Eu tinha inveja do passaporte de Gloria Maria, não devia ter lugarzinho para nenhum novo carimbo. A jornalista viajou por mais de 100 países, atravessando a Europa, a África e o Oriente. Ela escalou o Himalaia, dividiu refeição com esquimós, experimentou a gravidade zero fora da órbita da Terra. Era a nossa coragem abrindo caminhos, descortinando paisagens desconhecidas e sensações inéditas. Era nosso Indiana Jones de verdade, pioneira em tudo, quebrando marcas, derrubando preconceitos: a primeira repórter a entrar ao vivo e em cores no Jornal Nacional, apresentadora do Fantástico e do Globo Repórter.
Eu tinha inveja de sua proximidade com ídolos e celebridades. Entrevistou Michael Jackson, Nicole Kidman, Leonardo DiCaprio, Freddie Mercury, Elton John, Mick Jagger e Madonna, entre tantos.
Eu tinha inveja da sua fluência no inglês, no francês, no espanhol e no italiano, até no Latim. Ela não arranhava idiomas, passava a limpo com sua voz grave e inesquecível.
Eu tinha uma absurda e incomensurável inveja de sua potência de ser.
Eu tinha inveja de sua liberdade, de não ficar dando satisfações da sua privacidade, de não dizer quem amava e com quem saía.
Eu tinha inveja de sua falta de idade. Ela nunca confessava quanto tempo tinha de vida. Não caiu na cilada do etarismo, jamais envelheceu. Até porque risos não envelhecem.
Eu tinha inveja de sua simplicidade, dessa facilidade vocacional de puxar assunto com qualquer pessoa em qualquer situação, do morador de rua ao milionário no topo da lista da Forbes.
Eu tinha inveja de sua personalidade vulcânica, determinada, resoluta. Falava “não” com o mesmo entusiasmo de um “sim”, sem concessão, sem estar onde não desejava, sem permanecer onde não merecia. Tornou-se uma unanimidade, tornou-se parte de nossa história, um rosto familiar e definitivo de nossa rotina, como uma irmã trabalhando longe.
Não conheci ninguém que não gostasse dela. Ninguém. Essa carioca cosmopolita, nascida na Vila Isabel, filha de um alfaiate e de uma dona de casa, foi uma emissária divina do amor à primeira vista. Uma correspondente da linguagem dos anjos.
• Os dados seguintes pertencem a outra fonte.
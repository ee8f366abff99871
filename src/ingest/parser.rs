//! CSV decoding of a single partition into validated [`TripRecord`]s.
//!
//! Rows that cannot be turned into a well-formed record (negative duration,
//! null or non-numeric identifiers, unparseable timestamps or coordinates)
//! are dropped and counted, never patched up.

use chrono::NaiveDateTime;
use csv::{ReaderBuilder, Trim};
use serde::Deserialize;
use std::collections::BTreeSet;
use tracing::{debug, warn};

use crate::error::{AnalysisError, Result};
use crate::model::{BikeId, Coordinate, StationId, TripRecord, UserType};

/// Columns every partition must provide.
pub const REQUIRED_COLUMNS: &[&str] = &[
    "tripduration",
    "starttime",
    "stoptime",
    "start station id",
    "start station latitude",
    "start station longitude",
    "end station id",
    "end station latitude",
    "end station longitude",
    "bikeid",
    "usertype",
];

/// The feed switched timestamp layouts during 2015; try each in turn.
const TIMESTAMP_FORMATS: &[&str] = &[
    "%m/%d/%Y %H:%M:%S",
    "%m/%d/%Y %H:%M",
    "%Y-%m-%d %H:%M:%S%.f",
    "%Y-%m-%d %H:%M:%S",
    "%Y-%m-%dT%H:%M:%S%.f",
];

/// A decoded partition: its field set, surviving records and drop count.
#[derive(Debug, Clone, PartialEq)]
pub struct Partition {
    pub name: String,
    pub fields: BTreeSet<String>,
    pub records: Vec<TripRecord>,
    pub malformed: usize,
}

#[derive(Debug, Deserialize)]
struct RawRow {
    #[serde(rename = "tripduration")]
    trip_duration: Option<String>,
    #[serde(rename = "starttime")]
    start_time: Option<String>,
    #[serde(rename = "stoptime")]
    stop_time: Option<String>,
    #[serde(rename = "start station id")]
    start_station_id: Option<String>,
    #[serde(rename = "start station latitude")]
    start_lat: Option<String>,
    #[serde(rename = "start station longitude")]
    start_lon: Option<String>,
    #[serde(rename = "end station id")]
    end_station_id: Option<String>,
    #[serde(rename = "end station latitude")]
    end_lat: Option<String>,
    #[serde(rename = "end station longitude")]
    end_lon: Option<String>,
    #[serde(rename = "bikeid")]
    bike_id: Option<String>,
    #[serde(rename = "usertype")]
    user_type: Option<String>,
}

/// Decodes one partition's CSV text.
///
/// # Errors
///
/// [`AnalysisError::SchemaMismatch`] if a required column is missing from the
/// header; [`AnalysisError::Csv`] if the header itself cannot be read.
pub fn parse_partition(name: &str, csv_text: &[u8]) -> Result<Partition> {
    let mut rdr = ReaderBuilder::new()
        .trim(Trim::All)
        .flexible(true)
        .from_reader(csv_text);

    let fields: BTreeSet<String> = rdr.headers()?.iter().map(str::to_string).collect();
    let missing: Vec<String> = REQUIRED_COLUMNS
        .iter()
        .filter(|c| !fields.contains(**c))
        .map(|c| c.to_string())
        .collect();
    if !missing.is_empty() {
        return Err(AnalysisError::SchemaMismatch {
            partition: name.to_string(),
            missing,
            unexpected: Vec::new(),
        });
    }

    let headers = rdr.byte_headers()?.clone();
    let mut records = Vec::new();
    let mut malformed = 0usize;

    // Byte records so that only the columns in `RawRow` need to be UTF-8;
    // station names in older dumps are Latin-1.
    for result in rdr.byte_records() {
        let row = result
            .ok()
            .and_then(|record| record.deserialize::<RawRow>(Some(&headers)).ok());
        match row.and_then(validate) {
            Some(record) => records.push(record),
            None => malformed += 1,
        }
    }

    if malformed > 0 {
        warn!(partition = name, malformed, "Dropped malformed rows");
    }
    debug!(partition = name, records = records.len(), "Partition parsed");

    Ok(Partition {
        name: name.to_string(),
        fields,
        records,
        malformed,
    })
}

fn validate(row: RawRow) -> Option<TripRecord> {
    let duration: i64 = row.trip_duration.as_deref()?.parse().ok()?;
    let trip_duration_secs = u32::try_from(duration).ok()?;

    Some(TripRecord {
        start_time: parse_timestamp(row.start_time.as_deref())?,
        stop_time: parse_timestamp(row.stop_time.as_deref())?,
        trip_duration_secs,
        start_station: StationId(parse_id(row.start_station_id.as_deref())?),
        end_station: StationId(parse_id(row.end_station_id.as_deref())?),
        start_coord: parse_coordinate(row.start_lat.as_deref(), row.start_lon.as_deref())?,
        end_coord: parse_coordinate(row.end_lat.as_deref(), row.end_lon.as_deref())?,
        bike_id: BikeId(parse_id(row.bike_id.as_deref())?),
        user_type: UserType::from(row.user_type.unwrap_or_default()),
    })
}

/// Parses a feed timestamp in any of the known layouts.
pub fn parse_timestamp(s: Option<&str>) -> Option<NaiveDateTime> {
    let s = s?.trim();
    if s.is_empty() {
        return None;
    }
    TIMESTAMP_FORMATS
        .iter()
        .find_map(|fmt| NaiveDateTime::parse_from_str(s, fmt).ok())
}

/// Numeric identifier; empty and `NULL` cells yield `None`.
fn parse_id(s: Option<&str>) -> Option<u32> {
    let s = s?.trim();
    if s.is_empty() || s.eq_ignore_ascii_case("null") {
        return None;
    }
    s.parse().ok()
}

fn parse_coordinate(lat: Option<&str>, lon: Option<&str>) -> Option<Coordinate> {
    let lat: f64 = lat?.trim().parse().ok()?;
    let lon: f64 = lon?.trim().parse().ok()?;
    if !lat.is_finite() || !lon.is_finite() {
        return None;
    }
    Some(Coordinate::new(lat, lon))
}
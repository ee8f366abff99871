//! Single-pass reductions over the whole dataset.

use chrono::Datelike;

use crate::analyzers::utility::{mean, median};
use crate::config::AnalysisConfig;
use crate::error::{AnalysisError, Result};
use crate::model::Trip;

fn non_empty(trips: &[Trip], analysis: &'static str) -> Result<usize> {
    if trips.is_empty() {
        Err(AnalysisError::EmptyDataset { analysis })
    } else {
        Ok(trips.len())
    }
}

/// Median trip duration in seconds.
pub fn median_trip_duration(trips: &[Trip]) -> Result<f64> {
    median(trips.iter().map(|t| t.trip_duration_secs).collect()).ok_or(
        AnalysisError::EmptyDataset {
            analysis: "median_trip_duration",
        },
    )
}

/// Share of rides that return to the station they left from.
pub fn same_station_fraction(trips: &[Trip]) -> Result<f64> {
    let total = non_empty(trips, "same_station_fraction")?;
    let same = trips
        .iter()
        .filter(|t| t.start_station == t.end_station)
        .count();
    Ok(same as f64 / total as f64)
}

/// Mean great-circle trip length in km, ignoring zero-length trips.
///
/// A trip is zero-length when its endpoints coincide, which is not the same
/// thing as starting and ending at the same station id.
pub fn mean_trip_length(trips: &[Trip]) -> Result<f64> {
    let lengths: Vec<f64> = trips
        .iter()
        .map(|t| t.trip_length_km)
        .filter(|km| *km > 0.0)
        .collect();
    mean(&lengths).ok_or(AnalysisError::EmptyDataset {
        analysis: "mean_trip_length",
    })
}

/// Difference between the largest and smallest monthly mean duration.
///
/// Months are taken from the start time; months without trips are skipped.
pub fn monthly_duration_spread(trips: &[Trip]) -> Result<f64> {
    non_empty(trips, "monthly_duration_spread")?;

    let mut sums = [(0u64, 0usize); 12];
    for t in trips {
        let slot = &mut sums[t.start_time.month0() as usize];
        slot.0 += t.trip_duration_secs as u64;
        slot.1 += 1;
    }

    let (min, max) = sums
        .iter()
        .filter(|(_, n)| *n > 0)
        .map(|(sum, n)| *sum as f64 / *n as f64)
        .fold((f64::INFINITY, f64::NEG_INFINITY), |(lo, hi), m| {
            (lo.min(m), hi.max(m))
        });
    Ok(max - min)
}

/// Share of all rides that ran past their rider's free allowance.
///
/// Rides of unknown user type count toward the total but never as overages.
pub fn time_limit_exceeded_fraction(trips: &[Trip], config: &AnalysisConfig) -> Result<f64> {
    let total = non_empty(trips, "time_limit_exceeded_fraction")?;
    let exceeded = trips
        .iter()
        .filter(|t| {
            config
                .allowance_for(&t.user_type)
                .is_some_and(|limit| t.trip_duration_secs > limit)
        })
        .count();
    Ok(exceeded as f64 / total as f64)
}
Eu tinha inveja de sua curiosidade, de como não permitia que condicionamentos apequenassem a sua existência.
Eu tinha inveja de sua generosidade. Adotou duas filhas na maturidade, quando realizava trabalho voluntário para a Organização de Auxílio Fraterno (OAF), mostrando que a maternidade vai muito além do ventre, é filiação pelo espírito.
Eu tinha inveja do jeito que ela segurava o microfone, todo particular, fazendo ele desaparecer no decorrer da conversa. Onde ela o escondia?
Eu tinha inveja de sua combatividade nas reportagens. Assumia riscos, entrava em zona de conflitos. Esteve na Guerra das Malvinas (1982) e nos bastidores da invasão da embaixada japonesa do Peru (1996).
Eu tinha uma absurda e incomensurável inveja de sua potência de ser. Uma inveja do bem, uma inveja que se consolidou em exemplo de postura. Uma inveja que procurou imitá-la, que buscou reproduzir os seus trejeitos, o seu aceno suave de tchau, o seu olhar brilhante, a joia do seu abraço.
Nossa Gloria Maria, que vida invejável a sua, capaz de transformar até um defeito em virtude, em admiração.
Só ela pode colocar na lápide: fez o que quis.